Please find the lines in the following records that hold "bool", and copy them.

Dataset entries:
>>>>>

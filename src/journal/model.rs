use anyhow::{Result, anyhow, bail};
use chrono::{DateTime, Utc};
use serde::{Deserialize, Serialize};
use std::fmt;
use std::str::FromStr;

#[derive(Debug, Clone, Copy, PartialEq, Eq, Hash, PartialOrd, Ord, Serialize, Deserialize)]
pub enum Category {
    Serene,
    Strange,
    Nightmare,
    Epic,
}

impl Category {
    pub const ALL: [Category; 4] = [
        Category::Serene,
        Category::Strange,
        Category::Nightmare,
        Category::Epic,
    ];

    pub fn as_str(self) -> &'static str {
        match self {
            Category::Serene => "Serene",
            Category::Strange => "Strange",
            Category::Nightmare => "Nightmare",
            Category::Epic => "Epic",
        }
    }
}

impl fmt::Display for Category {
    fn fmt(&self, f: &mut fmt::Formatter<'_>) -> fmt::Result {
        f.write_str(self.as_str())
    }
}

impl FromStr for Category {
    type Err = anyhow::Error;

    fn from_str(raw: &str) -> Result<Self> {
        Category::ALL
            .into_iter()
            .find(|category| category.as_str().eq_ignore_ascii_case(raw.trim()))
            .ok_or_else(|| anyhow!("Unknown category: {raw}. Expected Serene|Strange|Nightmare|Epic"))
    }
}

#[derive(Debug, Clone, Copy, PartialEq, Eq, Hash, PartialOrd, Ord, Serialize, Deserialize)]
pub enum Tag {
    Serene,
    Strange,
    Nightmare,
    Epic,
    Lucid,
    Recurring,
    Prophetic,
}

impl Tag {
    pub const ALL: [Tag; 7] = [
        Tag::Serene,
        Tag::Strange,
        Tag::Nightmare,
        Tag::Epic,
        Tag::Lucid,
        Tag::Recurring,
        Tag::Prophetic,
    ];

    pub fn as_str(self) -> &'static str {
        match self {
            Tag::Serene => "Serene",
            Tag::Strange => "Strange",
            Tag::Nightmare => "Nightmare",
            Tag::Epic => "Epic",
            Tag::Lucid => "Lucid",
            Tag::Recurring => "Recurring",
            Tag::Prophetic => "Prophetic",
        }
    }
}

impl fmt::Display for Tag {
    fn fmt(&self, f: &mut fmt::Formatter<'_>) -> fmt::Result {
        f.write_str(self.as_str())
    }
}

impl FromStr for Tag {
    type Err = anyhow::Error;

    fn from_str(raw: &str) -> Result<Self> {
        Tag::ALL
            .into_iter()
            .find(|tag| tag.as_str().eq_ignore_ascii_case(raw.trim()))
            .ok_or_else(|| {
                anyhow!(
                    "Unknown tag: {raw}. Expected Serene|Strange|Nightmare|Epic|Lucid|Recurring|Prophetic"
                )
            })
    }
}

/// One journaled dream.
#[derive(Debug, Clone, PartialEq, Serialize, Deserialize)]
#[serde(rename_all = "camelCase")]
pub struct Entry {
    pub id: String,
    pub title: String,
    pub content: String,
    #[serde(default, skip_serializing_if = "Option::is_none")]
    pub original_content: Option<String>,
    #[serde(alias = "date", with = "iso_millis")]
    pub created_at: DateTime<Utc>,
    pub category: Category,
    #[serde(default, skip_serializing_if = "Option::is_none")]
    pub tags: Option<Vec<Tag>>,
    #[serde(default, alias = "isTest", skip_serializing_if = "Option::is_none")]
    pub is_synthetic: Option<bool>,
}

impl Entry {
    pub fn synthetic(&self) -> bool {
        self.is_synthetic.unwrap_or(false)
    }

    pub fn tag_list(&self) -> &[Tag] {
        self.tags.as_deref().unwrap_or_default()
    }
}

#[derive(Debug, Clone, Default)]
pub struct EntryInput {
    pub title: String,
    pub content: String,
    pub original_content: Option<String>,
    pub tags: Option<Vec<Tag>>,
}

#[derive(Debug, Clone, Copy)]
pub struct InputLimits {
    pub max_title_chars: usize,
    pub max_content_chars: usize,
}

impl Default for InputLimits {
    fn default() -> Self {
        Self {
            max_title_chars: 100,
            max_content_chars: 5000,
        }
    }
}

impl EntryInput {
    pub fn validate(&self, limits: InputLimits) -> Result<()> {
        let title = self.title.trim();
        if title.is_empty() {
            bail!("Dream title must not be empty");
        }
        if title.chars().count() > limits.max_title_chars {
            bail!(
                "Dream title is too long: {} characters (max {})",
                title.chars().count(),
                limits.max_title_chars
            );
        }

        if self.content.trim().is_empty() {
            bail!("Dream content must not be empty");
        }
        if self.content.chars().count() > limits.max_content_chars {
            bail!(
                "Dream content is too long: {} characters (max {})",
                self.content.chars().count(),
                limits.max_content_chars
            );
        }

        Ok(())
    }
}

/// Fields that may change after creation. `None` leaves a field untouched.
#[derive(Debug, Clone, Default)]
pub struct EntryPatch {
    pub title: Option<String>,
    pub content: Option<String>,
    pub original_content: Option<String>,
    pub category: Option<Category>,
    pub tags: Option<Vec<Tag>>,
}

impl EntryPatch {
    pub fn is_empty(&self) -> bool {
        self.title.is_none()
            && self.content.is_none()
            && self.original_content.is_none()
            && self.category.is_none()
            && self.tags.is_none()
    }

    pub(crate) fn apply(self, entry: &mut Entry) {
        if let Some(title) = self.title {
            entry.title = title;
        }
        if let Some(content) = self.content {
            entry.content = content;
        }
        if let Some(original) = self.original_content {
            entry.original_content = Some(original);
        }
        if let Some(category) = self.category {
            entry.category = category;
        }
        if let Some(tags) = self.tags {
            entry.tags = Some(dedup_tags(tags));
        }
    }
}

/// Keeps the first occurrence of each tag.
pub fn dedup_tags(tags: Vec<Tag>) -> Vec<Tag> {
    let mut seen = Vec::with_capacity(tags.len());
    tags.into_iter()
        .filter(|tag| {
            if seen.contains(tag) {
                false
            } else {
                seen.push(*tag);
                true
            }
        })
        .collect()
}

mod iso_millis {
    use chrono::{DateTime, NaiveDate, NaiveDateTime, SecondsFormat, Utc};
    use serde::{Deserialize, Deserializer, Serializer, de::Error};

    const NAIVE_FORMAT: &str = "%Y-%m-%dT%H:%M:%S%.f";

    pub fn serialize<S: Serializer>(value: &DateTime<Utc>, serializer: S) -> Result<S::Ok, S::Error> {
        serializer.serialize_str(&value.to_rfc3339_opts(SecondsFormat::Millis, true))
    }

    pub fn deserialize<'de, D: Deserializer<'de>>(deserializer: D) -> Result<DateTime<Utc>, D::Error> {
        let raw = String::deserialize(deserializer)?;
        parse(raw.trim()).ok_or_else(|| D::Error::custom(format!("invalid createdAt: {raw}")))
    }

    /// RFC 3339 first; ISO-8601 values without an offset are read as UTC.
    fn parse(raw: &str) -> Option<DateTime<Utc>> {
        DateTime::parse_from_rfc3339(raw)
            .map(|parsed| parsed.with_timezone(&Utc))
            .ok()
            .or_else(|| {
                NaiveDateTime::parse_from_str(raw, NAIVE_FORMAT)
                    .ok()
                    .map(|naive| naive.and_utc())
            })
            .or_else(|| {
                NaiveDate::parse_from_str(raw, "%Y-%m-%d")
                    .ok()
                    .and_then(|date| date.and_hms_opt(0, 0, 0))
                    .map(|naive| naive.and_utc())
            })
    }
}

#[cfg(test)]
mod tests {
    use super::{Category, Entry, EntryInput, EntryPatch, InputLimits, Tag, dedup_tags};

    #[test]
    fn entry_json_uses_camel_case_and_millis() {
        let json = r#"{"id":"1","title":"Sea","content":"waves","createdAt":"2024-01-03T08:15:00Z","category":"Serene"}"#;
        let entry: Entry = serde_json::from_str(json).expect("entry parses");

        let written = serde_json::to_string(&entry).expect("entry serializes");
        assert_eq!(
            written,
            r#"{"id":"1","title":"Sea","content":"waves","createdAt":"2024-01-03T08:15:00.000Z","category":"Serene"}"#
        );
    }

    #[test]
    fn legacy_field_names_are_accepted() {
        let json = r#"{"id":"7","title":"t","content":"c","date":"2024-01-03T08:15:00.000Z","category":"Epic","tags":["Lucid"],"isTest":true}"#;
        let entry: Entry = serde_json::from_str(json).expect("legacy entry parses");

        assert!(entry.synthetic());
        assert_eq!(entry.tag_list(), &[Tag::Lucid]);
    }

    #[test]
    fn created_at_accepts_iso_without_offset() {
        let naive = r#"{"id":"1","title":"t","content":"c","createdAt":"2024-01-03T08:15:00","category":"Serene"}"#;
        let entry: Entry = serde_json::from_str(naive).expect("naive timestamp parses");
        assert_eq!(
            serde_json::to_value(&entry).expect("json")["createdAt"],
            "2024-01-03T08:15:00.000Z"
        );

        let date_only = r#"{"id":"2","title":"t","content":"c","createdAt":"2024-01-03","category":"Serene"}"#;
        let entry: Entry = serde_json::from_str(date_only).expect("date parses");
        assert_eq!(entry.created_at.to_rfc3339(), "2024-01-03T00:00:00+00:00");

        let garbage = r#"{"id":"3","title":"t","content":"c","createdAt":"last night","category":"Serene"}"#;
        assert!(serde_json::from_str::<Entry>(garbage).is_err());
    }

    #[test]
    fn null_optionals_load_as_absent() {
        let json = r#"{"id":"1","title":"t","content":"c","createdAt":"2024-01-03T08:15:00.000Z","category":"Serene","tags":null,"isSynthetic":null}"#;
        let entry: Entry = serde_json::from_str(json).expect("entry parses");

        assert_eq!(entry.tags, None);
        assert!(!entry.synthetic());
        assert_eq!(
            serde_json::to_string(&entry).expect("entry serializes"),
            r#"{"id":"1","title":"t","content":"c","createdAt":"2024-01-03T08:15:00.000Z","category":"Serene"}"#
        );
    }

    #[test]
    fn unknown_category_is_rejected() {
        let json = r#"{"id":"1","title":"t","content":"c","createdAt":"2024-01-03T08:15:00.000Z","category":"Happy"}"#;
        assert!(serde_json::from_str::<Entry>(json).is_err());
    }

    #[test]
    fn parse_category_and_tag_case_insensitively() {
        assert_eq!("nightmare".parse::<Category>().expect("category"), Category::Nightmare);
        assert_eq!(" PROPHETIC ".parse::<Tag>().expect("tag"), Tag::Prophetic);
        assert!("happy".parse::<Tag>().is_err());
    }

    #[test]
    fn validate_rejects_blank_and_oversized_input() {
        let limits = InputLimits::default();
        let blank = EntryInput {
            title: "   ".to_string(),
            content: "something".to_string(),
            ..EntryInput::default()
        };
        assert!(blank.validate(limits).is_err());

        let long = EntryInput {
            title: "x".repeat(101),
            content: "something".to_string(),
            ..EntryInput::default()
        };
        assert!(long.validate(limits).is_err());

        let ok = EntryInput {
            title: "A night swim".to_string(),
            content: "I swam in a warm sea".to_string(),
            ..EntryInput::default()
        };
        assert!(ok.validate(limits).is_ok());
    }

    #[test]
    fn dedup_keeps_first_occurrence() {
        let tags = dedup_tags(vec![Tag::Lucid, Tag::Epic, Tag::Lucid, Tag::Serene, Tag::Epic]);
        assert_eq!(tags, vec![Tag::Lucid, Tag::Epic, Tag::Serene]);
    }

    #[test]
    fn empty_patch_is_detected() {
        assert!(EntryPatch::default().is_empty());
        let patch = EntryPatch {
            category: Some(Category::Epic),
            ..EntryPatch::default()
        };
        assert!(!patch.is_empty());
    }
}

<<<<<

Response for this exercise:
    pub is_synthetic: Option<bool>,
    pub fn synthetic(&self) -> bool {
    pub fn is_empty(&self) -> bool {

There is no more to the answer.